# Provided records:
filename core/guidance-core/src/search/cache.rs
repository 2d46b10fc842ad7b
//! Last successful search result, kept as a fallback for when a later
//! search fails outright.

use std::time::Duration;

use tokio::time::Instant;

use crate::types::{Coordinate, SearchMode, Spot, SpotCategory};

#[derive(Debug, Clone, Copy, PartialEq, Eq)]
pub(crate) struct CacheKey {
    pub(crate) mode: SearchMode,
    pub(crate) preference: SpotCategory,
}

struct CacheEntry {
    created_at: Instant,
    center: Coordinate,
    spots: Vec<Spot>,
    key: CacheKey,
}

/// Last successful result, kept only as a fallback for the next failure.
pub(crate) struct SearchCache {
    entry: Option<CacheEntry>,
    ttl: Duration,
}

impl SearchCache {
    pub(crate) fn new(ttl: Duration) -> Self {
        Self { entry: None, ttl }
    }

    pub(crate) fn store(&mut self, now: Instant, center: Coordinate, spots: Vec<Spot>, key: CacheKey) {
        self.entry = Some(CacheEntry {
            created_at: now,
            center,
            spots,
            key,
        });
    }

    /// Cached spots if the entry matches `key` and is no older than the TTL.
    pub(crate) fn fallback(&self, now: Instant, key: CacheKey, location: &Coordinate) -> Option<Vec<Spot>> {
        let entry = self.entry.as_ref()?;
        if entry.key != key {
            return None;
        }

        let age = now.saturating_duration_since(entry.created_at);
        if age > self.ttl {
            return None;
        }

        tracing::debug!(
            age_secs = age.as_secs(),
            center_offset_m = entry.center.distance_to(location).round(),
            count = entry.spots.len(),
            "Serving cached search result"
        );
        Some(entry.spots.clone())
    }
}
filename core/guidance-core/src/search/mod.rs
//! Place search: provider seam plus the radius-ladder client that fans queries out.

mod cache;
mod client;

pub use client::PlaceSearchClient;

use async_trait::async_trait;
use serde::{Deserialize, Serialize};

use crate::error::ProviderError;
use crate::types::Coordinate;

/// A raw point of interest as returned by a provider.
#[derive(Debug, Clone, PartialEq, Serialize, Deserialize, uniffi::Record)]
pub struct PlaceResult {
    pub name: Option<String>,
    pub coordinate: Coordinate,
}

/// Trait for external point-of-interest search backends.
///
/// Implementors should:
/// - Treat `query` as free text and return points of interest inside the circle
/// - Return `ProviderError::Request` for real failures; timeouts are enforced by the caller
/// - Stop any underlying network work when the returned future is dropped
#[async_trait]
pub trait PlaceSearchProvider: Send + Sync {
    async fn search(
        &self,
        query: &str,
        center: Coordinate,
        radius_meters: f64,
    ) -> Result<Vec<PlaceResult>, ProviderError>;
}
//! The read-only view handed to presentation code.

use serde::Serialize;

use crate::distance::{self, DistancePresentation, DistanceZone};
use crate::types::{GuidanceState, SearchMode, Spot, SpotCategory};

/// Everything a client needs to draw one frame.
///
/// Built from the engine's canonical fields on every tick; never edited in place.
#[derive(Debug, Clone, PartialEq, Serialize, uniffi::Record)]
pub struct GuidanceSnapshot {
    pub state: GuidanceState,
    pub status_message: Option<String>,
    /// Degrees to rotate the arrow, relative to where the device points.
    pub arrow_angle_degrees: Option<f64>,
    pub distance_text: String,
    pub distance_detail_text: Option<String>,
    pub distance_zone: Option<DistanceZone>,
    pub distance_meters: Option<f64>,
    pub current_target: Option<Spot>,
    pub current_spot_display_name: Option<String>,
    pub search_mode: SearchMode,
    pub should_suggest_cafe_fallback: bool,
    pub is_showing_cafe_alternative: bool,
    pub cafe_fallback_message: Option<String>,
    pub should_show_permission_button: bool,
    pub should_show_settings_button: bool,
    pub should_show_retry_button: bool,
}

impl GuidanceSnapshot {
    pub(crate) fn build(
        state: GuidanceState,
        arrow_angle_degrees: Option<f64>,
        distance_meters: Option<f64>,
        presentation: Option<&DistancePresentation>,
        target: Option<&Spot>,
        search_mode: SearchMode,
    ) -> Self {
        let zone = presentation.map(|p| p.zone);

        Self {
            state,
            status_message: status_message(state).map(str::to_string),
            arrow_angle_degrees,
            distance_text: presentation
                .map(|p| p.text.clone())
                .unwrap_or_else(|| "--".to_string()),
            distance_detail_text: distance_meters.map(distance::detail_text),
            distance_zone: zone,
            distance_meters,
            current_target: target.cloned(),
            current_spot_display_name: target.map(display_name),
            search_mode,
            should_suggest_cafe_fallback: search_mode == SearchMode::SmokingOnly
                && zone.is_some_and(DistanceZone::suggests_cafe_fallback),
            is_showing_cafe_alternative: target.is_some_and(|t| t.category == SpotCategory::Cafe),
            cafe_fallback_message: (search_mode == SearchMode::IncludeCafe
                && zone.is_some_and(DistanceZone::shows_cafe_notice))
            .then(|| "カフェも候補に追加しています".to_string()),
            should_show_permission_button: state == GuidanceState::PermissionNotDetermined,
            should_show_settings_button: state == GuidanceState::PermissionDenied,
            should_show_retry_button: matches!(
                state,
                GuidanceState::Error | GuidanceState::NotFound
            ),
        }
    }
}

impl Default for GuidanceSnapshot {
    fn default() -> Self {
        Self::build(
            GuidanceState::PermissionNotDetermined,
            None,
            None,
            None,
            None,
            SearchMode::SmokingOnly,
        )
    }
}

pub fn status_message(state: GuidanceState) -> Option<&'static str> {
    match state {
        GuidanceState::PermissionNotDetermined => Some("位置情報を許可してください"),
        GuidanceState::PermissionDenied => {
            Some("位置情報が許可されていません（設定で変更できます）")
        }
        GuidanceState::Locating => Some("測位中…"),
        GuidanceState::Searching => Some("検索中…"),
        GuidanceState::LowAccuracy => Some("測位精度が低い可能性があります"),
        GuidanceState::NotFound => Some("付近に喫煙所が見つかりません（最大5km）"),
        GuidanceState::Error => Some("検索に失敗しました"),
        GuidanceState::Navigating => None,
    }
}

pub fn display_name(spot: &Spot) -> String {
    let trimmed = spot
        .name
        .as_deref()
        .map(str::trim)
        .filter(|name| !name.is_empty());

    match (spot.category, trimmed) {
        (SpotCategory::Cafe, Some(name)) => format!("喫煙可能なカフェ：{}", name),
        (SpotCategory::Cafe, None) => "喫煙可能なカフェ".to_string(),
        (SpotCategory::SmokingSpot, Some(name)) => name.to_string(),
        (SpotCategory::SmokingSpot, None) => "喫煙所".to_string(),
    }
}
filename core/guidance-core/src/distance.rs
//! Maps a distance in meters to a walking zone and display strings.

use serde::{Deserialize, Serialize};

const PLACEHOLDER: &str = "--";

#[derive(Debug, Clone, Copy, PartialEq, Eq, Serialize, Deserialize, uniffi::Enum)]
#[serde(rename_all = "snake_case")]
pub enum DistanceZone {
    Unknown,
    Near,
    Walkable,
    Hesitant,
    Far,
    OutOfRange,
    OutOfRangeLong,
}

impl DistanceZone {
    /// Zones where the nearest smoking spot is far enough to offer cafés instead.
    pub fn suggests_cafe_fallback(self) -> bool {
        matches!(
            self,
            Self::Hesitant | Self::Far | Self::OutOfRange | Self::OutOfRangeLong
        )
    }

    /// Zones where the café notice stays visible once cafés are included.
    pub fn shows_cafe_notice(self) -> bool {
        matches!(self, Self::OutOfRange | Self::OutOfRangeLong)
    }

    pub fn label(self) -> &'static str {
        match self {
            Self::Unknown => PLACEHOLDER,
            Self::Near => "すぐ近く",
            Self::Walkable => "徒歩圏内",
            Self::Hesitant => "少し遠い",
            Self::Far => "かなり遠い",
            Self::OutOfRange | Self::OutOfRangeLong => "徒歩圏外",
        }
    }
}

#[derive(Debug, Clone, PartialEq, Eq, uniffi::Record)]
pub struct DistancePresentation {
    pub zone: DistanceZone,
    pub text: String,
}

pub fn zone(meters: f64) -> DistanceZone {
    if !meters.is_finite() || meters < 0.0 {
        return DistanceZone::Unknown;
    }

    match meters {
        m if m < 150.0 => DistanceZone::Near,
        m if m < 400.0 => DistanceZone::Walkable,
        m if m < 600.0 => DistanceZone::Hesitant,
        m if m < 800.0 => DistanceZone::Far,
        m if m < 1000.0 => DistanceZone::OutOfRange,
        _ => DistanceZone::OutOfRangeLong,
    }
}

pub fn presentation(meters: f64) -> DistancePresentation {
    let zone = zone(meters);
    DistancePresentation {
        zone,
        text: zone.label().to_string(),
    }
}

/// Numeric distance: whole meters below 1 km, one decimal below 10 km, whole km above.
pub fn detail_text(meters: f64) -> String {
    if !meters.is_finite() || meters < 0.0 {
        return PLACEHOLDER.to_string();
    }
    if meters < 1000.0 {
        return format!("{}m", meters.round() as i64);
    }

    let km = meters / 1000.0;
    if km < 10.0 {
        format!("{:.1}km", km)
    } else {
        format!("{:.0}km", km)
    }
}
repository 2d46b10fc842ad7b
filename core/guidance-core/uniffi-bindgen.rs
fn main() {
    uniffi::uniffi_bindgen_main()
}
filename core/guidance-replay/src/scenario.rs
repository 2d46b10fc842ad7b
//! Scenario files: canned search fixtures plus a timeline of location events.
//!
//! ```json
//! {
//!   "name": "station walk",
//!   "fixtures": [
//!     { "query": "喫煙所", "latency_ms": 300,
//!       "places": [{ "name": "East Exit", "coordinate": { "latitude": 35.68, "longitude": 139.77 } }] }
//!   ],
//!   "steps": [
//!     { "at_ms": 0, "event": "authorization", "status": "authorized_when_in_use" },
//!     { "at_ms": 500, "event": "location", "latitude": 35.681, "longitude": 139.767, "accuracy": 12 }
//!   ]
//! }
//! ```

use std::collections::HashMap;
use std::path::Path;
use std::time::Duration;

use async_trait::async_trait;
use guidance_core::{
    AuthorizationStatus, Coordinate, HeadingFix, LocationFix, PlaceResult, PlaceSearchProvider,
    ProviderError,
};
use serde::{Deserialize, Serialize};

use crate::error::{ReplayError, Result};

#[derive(Debug, Clone, PartialEq, Serialize, Deserialize)]
pub struct Scenario {
    pub name: String,
    #[serde(default)]
    pub fixtures: Vec<Fixture>,
    pub steps: Vec<Step>,
    /// How long to keep recording after the last step.
    #[serde(default = "default_settle_ms")]
    pub settle_ms: u64,
}

fn default_settle_ms() -> u64 {
    3_000
}

/// Canned answer for one query text.
#[derive(Debug, Clone, PartialEq, Serialize, Deserialize)]
pub struct Fixture {
    pub query: String,
    #[serde(default)]
    pub places: Vec<FixturePlace>,
    #[serde(default)]
    pub latency_ms: u64,
    #[serde(default)]
    pub fail: bool,
}

#[derive(Debug, Clone, PartialEq, Serialize, Deserialize)]
pub struct FixturePlace {
    #[serde(default)]
    pub name: Option<String>,
    pub coordinate: Coordinate,
}

#[derive(Debug, Clone, PartialEq, Serialize, Deserialize)]
pub struct Step {
    pub at_ms: u64,
    #[serde(flatten)]
    pub event: Event,
}

#[derive(Debug, Clone, PartialEq, Serialize, Deserialize)]
#[serde(tag = "event", rename_all = "snake_case")]
pub enum Event {
    Authorization {
        status: AuthorizationStatus,
    },
    /// The platform revoked permission mid-session.
    Revoke,
    RequestAuthorization,
    Location {
        latitude: f64,
        longitude: f64,
        accuracy: f64,
        #[serde(default)]
        course: Option<f64>,
    },
    Heading {
        degrees: f64,
        accuracy: f64,
    },
    ClearHeading,
    EnableCafe,
    Retry,
}

impl Event {
    pub fn location_fix(&self) -> Option<LocationFix> {
        match *self {
            Event::Location {
                latitude,
                longitude,
                accuracy,
                course,
            } => Some(LocationFix {
                coordinate: Coordinate::new(latitude, longitude),
                horizontal_accuracy: accuracy,
                course,
            }),
            _ => None,
        }
    }

    pub fn heading_fix(&self) -> Option<HeadingFix> {
        match *self {
            Event::Heading { degrees, accuracy } => Some(HeadingFix {
                true_heading: degrees,
                magnetic_heading: degrees,
                heading_accuracy: accuracy,
            }),
            _ => None,
        }
    }
}

impl Scenario {
    pub fn load(path: &Path) -> Result<Self> {
        let content = fs_err::read_to_string(path).map_err(|source| ReplayError::Io {
            context: format!("reading {}", path.display()),
            source,
        })?;
        let scenario = Self::parse(&content).map_err(|err| match err {
            ReplayError::ScenarioMalformed { details, .. } => ReplayError::ScenarioMalformed {
                path: path.to_path_buf(),
                details,
            },
            other => other,
        })?;
        Ok(scenario)
    }

    pub fn parse(content: &str) -> Result<Self> {
        let scenario: Scenario =
            serde_json::from_str(content).map_err(|err| ReplayError::ScenarioMalformed {
                path: Default::default(),
                details: err.to_string(),
            })?;
        scenario.validate()?;
        Ok(scenario)
    }

    fn validate(&self) -> Result<()> {
        if self.steps.is_empty() {
            return Err(ReplayError::ScenarioInvalid(
                "scenario has no steps".to_string(),
            ));
        }
        if self.steps.windows(2).any(|pair| pair[0].at_ms > pair[1].at_ms) {
            return Err(ReplayError::ScenarioInvalid(
                "steps must be ordered by at_ms".to_string(),
            ));
        }
        Ok(())
    }

    /// Time of the last step plus the settle window.
    pub fn duration(&self) -> Duration {
        let last = self.steps.last().map(|step| step.at_ms).unwrap_or(0);
        Duration::from_millis(last.saturating_add(self.settle_ms))
    }
}

// ─────────────────────────────────────────────────────────────────────────────
// Fixture provider
// ─────────────────────────────────────────────────────────────────────────────

/// Serves fixtures by exact query text, filtered to the requested circle.
/// Unknown queries return nothing.
pub struct FixtureProvider {
    fixtures: HashMap<String, Fixture>,
}

impl FixtureProvider {
    pub fn new(fixtures: &[Fixture]) -> Self {
        Self {
            fixtures: fixtures
                .iter()
                .map(|fixture| (fixture.query.clone(), fixture.clone()))
                .collect(),
        }
    }
}

#[async_trait]
impl PlaceSearchProvider for FixtureProvider {
    async fn search(
        &self,
        query: &str,
        center: Coordinate,
        radius_meters: f64,
    ) -> std::result::Result<Vec<PlaceResult>, ProviderError> {
        let Some(fixture) = self.fixtures.get(query) else {
            return Ok(Vec::new());
        };

        if fixture.latency_ms > 0 {
            tokio::time::sleep(Duration::from_millis(fixture.latency_ms)).await;
        }
        if fixture.fail {
            return Err(ProviderError::Request(format!(
                "fixture for {:?} is set to fail",
                query
            )));
        }

        Ok(fixture
            .places
            .iter()
            .filter(|place| place.coordinate.distance_to(&center) <= radius_meters)
            .map(|place| PlaceResult {
                name: place.name.clone(),
                coordinate: place.coordinate,
            })
            .collect())
    }
}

# Problem:
Provide only the count of lines in the material above that hold the word "FixturePlace".

# The answer:
2